> _What needs to be done_
Work through the records that follow and return each line containing the word "same".

● ● ●

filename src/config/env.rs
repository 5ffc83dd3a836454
// src/config/env.rs
// DOCUMENTATION: Environment variable management
// PURPOSE: Load and validate configuration from .env files

use dotenv::dotenv;
use std::env;

/// Application configuration loaded from environment variables
/// DOCUMENTATION: Centralizes all configuration in one struct
/// Load with Config::from_env() at application startup
#[derive(Debug, Clone)]
pub struct Config {
    /// Server bind address (e.g., "127.0.0.1")
    pub server_address: String,

    /// Server listen port (default 5002)
    pub server_port: u16,

    /// Environment: development, staging, production
    pub environment: String,

    /// Default RUST_LOG filter (e.g., "info,actix_web=info")
    pub log_level: String,

    /// Google Maps Platform API key
    pub api_key: String,

    /// The single origin allowed to call the API from a browser
    pub allowed_origin: String,

    /// Base URL of the Google Maps web services
    pub google_maps_base_url: String,
}

impl Config {
    /// Load configuration from environment variables
    /// DOCUMENTATION: Reads from .env or process environment
    /// Called once at application startup
    pub fn from_env() -> Self {
        dotenv().ok();
        Self::from_lookup(|key| env::var(key).ok())
    }

    /// Build configuration from an arbitrary key lookup
    fn from_lookup<F>(lookup: F) -> Self
    where
        F: Fn(&str) -> Option<String>,
    {
        Config {
            server_address: lookup("SERVER_ADDRESS").unwrap_or_else(|| "127.0.0.1".to_string()),

            server_port: lookup("PORT")
                .unwrap_or_else(|| "5002".to_string())
                .parse()
                .unwrap_or(5002),

            environment: lookup("ENVIRONMENT").unwrap_or_else(|| "development".to_string()),

            log_level: lookup("LOG_LEVEL")
                .unwrap_or_else(|| "info,actix_web=info".to_string()),

            api_key: lookup("API_KEY").unwrap_or_default(),

            allowed_origin: lookup("ALLOWED_ORIGIN")
                .unwrap_or_else(|| "https://u-care.netlify.app".to_string()),

            google_maps_base_url: lookup("GOOGLE_MAPS_BASE_URL")
                .unwrap_or_else(|| "https://maps.googleapis.com/maps/api".to_string()),
        }
    }

    /// Validate critical configuration
    /// DOCUMENTATION: Ensures application can start safely
    pub fn validate(&self) -> Result<(), String> {
        if self.allowed_origin.is_empty() {
            return Err("ALLOWED_ORIGIN must not be empty".to_string());
        }

        if self.google_maps_base_url.is_empty() {
            return Err("GOOGLE_MAPS_BASE_URL must not be empty".to_string());
        }

        if self.api_key.is_empty() {
            log::warn!("API_KEY not configured - upstream requests will be denied");
        }

        Ok(())
    }
}
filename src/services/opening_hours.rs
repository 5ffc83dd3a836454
// src/services/opening_hours.rs
// DOCUMENTATION: Opening hours summary
// PURPOSE: Turn Google opening periods into a short "N hours" label

use crate::errors::FinderError;
use crate::services::google_maps_client::{GoogleOpeningHours, GoogleOpeningTime};
use chrono::NaiveTime;

pub const HOURS_NOT_AVAILABLE: &str = "Hours not available";
pub const ALWAYS_OPEN: &str = "24 hours";

/// Summarize how long a place is open per day
/// DOCUMENTATION: Only the first period is examined. A close time earlier than
/// the open time is not wrapped past midnight and yields a negative count.
///
/// # Errors
/// MalformedResponse when the first period lacks an open/close time or a time
/// is not a valid "HHMM" string.
pub fn calculate_open_hours(
    opening_hours: Option<&GoogleOpeningHours>,
) -> Result<String, FinderError> {
    let Some(periods) = opening_hours.and_then(|hours| hours.periods.as_deref()) else {
        return Ok(HOURS_NOT_AVAILABLE.to_string());
    };

    let Some(first) = periods.first() else {
        return Ok(HOURS_NOT_AVAILABLE.to_string());
    };

    let open_now = opening_hours
        .and_then(|hours| hours.open_now)
        .unwrap_or(false);

    if open_now && periods.len() == 1 && first.close.is_none() {
        return Ok(ALWAYS_OPEN.to_string());
    }

    let open = parse_clock_time(first.open.as_ref(), "open")?;
    let close = parse_clock_time(first.close.as_ref(), "close")?;

    let minutes = close.signed_duration_since(open).num_minutes();
    let hours = minutes as f64 / 60.0;

    Ok(format!("{} hours", hours))
}

/// Parse a Google "HHMM" time into a same-day clock time
fn parse_clock_time(
    entry: Option<&GoogleOpeningTime>,
    label: &str,
) -> Result<NaiveTime, FinderError> {
    let raw = entry.and_then(|t| t.time.as_deref()).ok_or_else(|| {
        FinderError::MalformedResponse(format!("Opening period has no {} time", label))
    })?;

    NaiveTime::parse_from_str(raw, "%H%M").map_err(|e| {
        FinderError::MalformedResponse(format!("Invalid {} time '{}': {}", label, raw, e))
    })
}
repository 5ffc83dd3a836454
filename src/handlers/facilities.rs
// src/handlers/facilities.rs
// DOCUMENTATION: HTTP handlers for urgent care lookups
// PURPOSE: Parse requests, call services, return responses

use crate::errors::FinderError;
use crate::models::SearchQuery;
use crate::services::{FacilityService, GoogleMapsClient};
use actix_web::error::QueryPayloadError;
use actix_web::{web, HttpRequest, HttpResponse, Responder};

/// GET /api/nearbyUrgentCares
/// Urgent care facilities near a coordinate, with details and travel distance
pub async fn nearby_urgent_cares(
    google_client: web::Data<GoogleMapsClient>,
    query: web::Query<SearchQuery>,
) -> Result<impl Responder, FinderError> {
    let facilities = FacilityService::find_nearby_urgent_cares(google_client.get_ref(), &query)
        .await
        .map_err(|e| {
            log::error!("Error fetching hospital data: {}", e);
            e
        })?;

    Ok(HttpResponse::Ok().json(facilities))
}

/// Query string failures get the same generic 500 as upstream failures
fn query_error_handler(err: QueryPayloadError, _req: &HttpRequest) -> actix_web::Error {
    log::error!("Error fetching hospital data: {}", err);
    FinderError::InvalidQuery(err.to_string()).into()
}

/// Configuration for facility routes
pub fn config(cfg: &mut web::ServiceConfig) {
    cfg.service(
        web::scope("/api")
            .app_data(web::QueryConfig::default().error_handler(query_error_handler))
            .route("/nearbyUrgentCares", web::get().to(nearby_urgent_cares)),
    );
}
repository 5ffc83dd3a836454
// src/config/mod.rs
// DOCUMENTATION: Configuration module organization
// PURPOSE: Re-export configuration components

pub mod env;

pub use env::Config;
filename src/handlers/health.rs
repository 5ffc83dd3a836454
// src/handlers/health.rs
// DOCUMENTATION: Health check handler
// PURPOSE: Simple endpoint to verify service status

use actix_web::{web, HttpResponse, Responder};
use serde_json::json;

pub async fn health_check() -> impl Responder {
    HttpResponse::Ok().json(json!({
        "status": "ok",
        "service": env!("CARGO_PKG_NAME"),
        "version": env!("CARGO_PKG_VERSION")
    }))
}

pub fn config(cfg: &mut web::ServiceConfig) {
    cfg.route("/health", web::get().to(health_check));
}
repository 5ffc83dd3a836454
// src/handlers/mod.rs
// DOCUMENTATION: Handlers module organization
// PURPOSE: Re-export handler components

pub mod facilities;
pub mod health;

pub use facilities::config as facilities_config;
pub use health::config as health_config;
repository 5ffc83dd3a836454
// src/errors.rs
// DOCUMENTATION: Custom error types and HTTP responses
// PURPOSE: Centralized error handling for entire application

use actix_web::{error::ResponseError, http::StatusCode, HttpResponse};
use serde_json::json;
use thiserror::Error;

/// Message returned to clients for every failure
pub const FETCH_FAILED_MESSAGE: &str = "Failed to fetch hospital data";

/// Application-specific error types
/// DOCUMENTATION: Every variant describes why an aggregation failed.
/// The detail is for server logs only; clients always see the same payload.
#[derive(Error, Debug)]
pub enum FinderError {
    #[error("External API error: {0}")]
    ExternalApiError(String),

    #[error("Malformed upstream response: {0}")]
    MalformedResponse(String),

    #[error("No facilities found near {0}")]
    NoResults(String),

    #[error("Unreadable query string: {0}")]
    InvalidQuery(String),
}

/// Convert FinderError to HTTP response
/// DOCUMENTATION: No failure cause is surfaced to the caller
impl ResponseError for FinderError {
    fn error_response(&self) -> HttpResponse {
        HttpResponse::build(self.status_code()).json(json!({ "error": FETCH_FAILED_MESSAGE }))
    }

    fn status_code(&self) -> StatusCode {
        StatusCode::INTERNAL_SERVER_ERROR
    }
}
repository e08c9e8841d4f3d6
//! Common error infrastructure for game-core.
//!
//! Domain-specific errors (e.g., `VitalsError`, `AuthorityError`) are defined in
//! their respective modules alongside the components they guard. This module
//! provides the shared classification used by logging and recovery code.
//!
//! None of these errors abort a simulation tick: gameplay operations either
//! clamp their inputs, report a boolean failure, or hand back one of these
//! values for the caller to log.

/// Severity level of an error, used for categorization and recovery strategies.
///
/// - **Recoverable**: the request may succeed elsewhere or later (e.g. routed to
///   the authority, retried after a cooldown)
/// - **Validation**: invalid input or configuration, should not be retried as-is
/// - **Internal**: unexpected state inconsistency that requires investigation
/// - **Fatal**: unrecoverable, the entity cannot be simulated
#[derive(Clone, Copy, Debug, PartialEq, Eq, Hash)]
#[cfg_attr(feature = "serde", derive(serde::Serialize, serde::Deserialize))]
pub enum ErrorSeverity {
    Recoverable,
    Validation,
    Internal,
    Fatal,
}

impl ErrorSeverity {
    /// Returns a human-readable description of this severity level.
    pub const fn as_str(&self) -> &'static str {
        match self {
            Self::Recoverable => "recoverable",
            Self::Validation => "validation",
            Self::Internal => "internal",
            Self::Fatal => "fatal",
        }
    }

    /// Returns true if this error is potentially recoverable.
    pub const fn is_recoverable(&self) -> bool {
        matches!(self, Self::Recoverable)
    }

    /// Returns true if this error indicates an internal bug.
    pub const fn is_internal(&self) -> bool {
        matches!(self, Self::Internal | Self::Fatal)
    }
}

/// Common trait for all game-core errors.
///
/// # Implementation Guidelines
///
/// - All error enums should implement this trait
/// - Use `#[derive(thiserror::Error)]` for Display/Error impl
/// - Classify severity based on recoverability, not impact
pub trait GameError: core::fmt::Display + core::fmt::Debug {
    /// Returns the severity level of this error.
    fn severity(&self) -> ErrorSeverity;

    /// Returns a static string identifier for this error variant.
    ///
    /// Useful for error categorization in logs and for testing.
    fn error_code(&self) -> &'static str {
        core::any::type_name::<Self>()
    }
}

● ● ●

> _Reply to the task_
/// Parse a Google "HHMM" time into a same-day clock time
/// Query string failures get the same generic 500 as upstream failures
/// The detail is for server logs only; clients always see the same payload.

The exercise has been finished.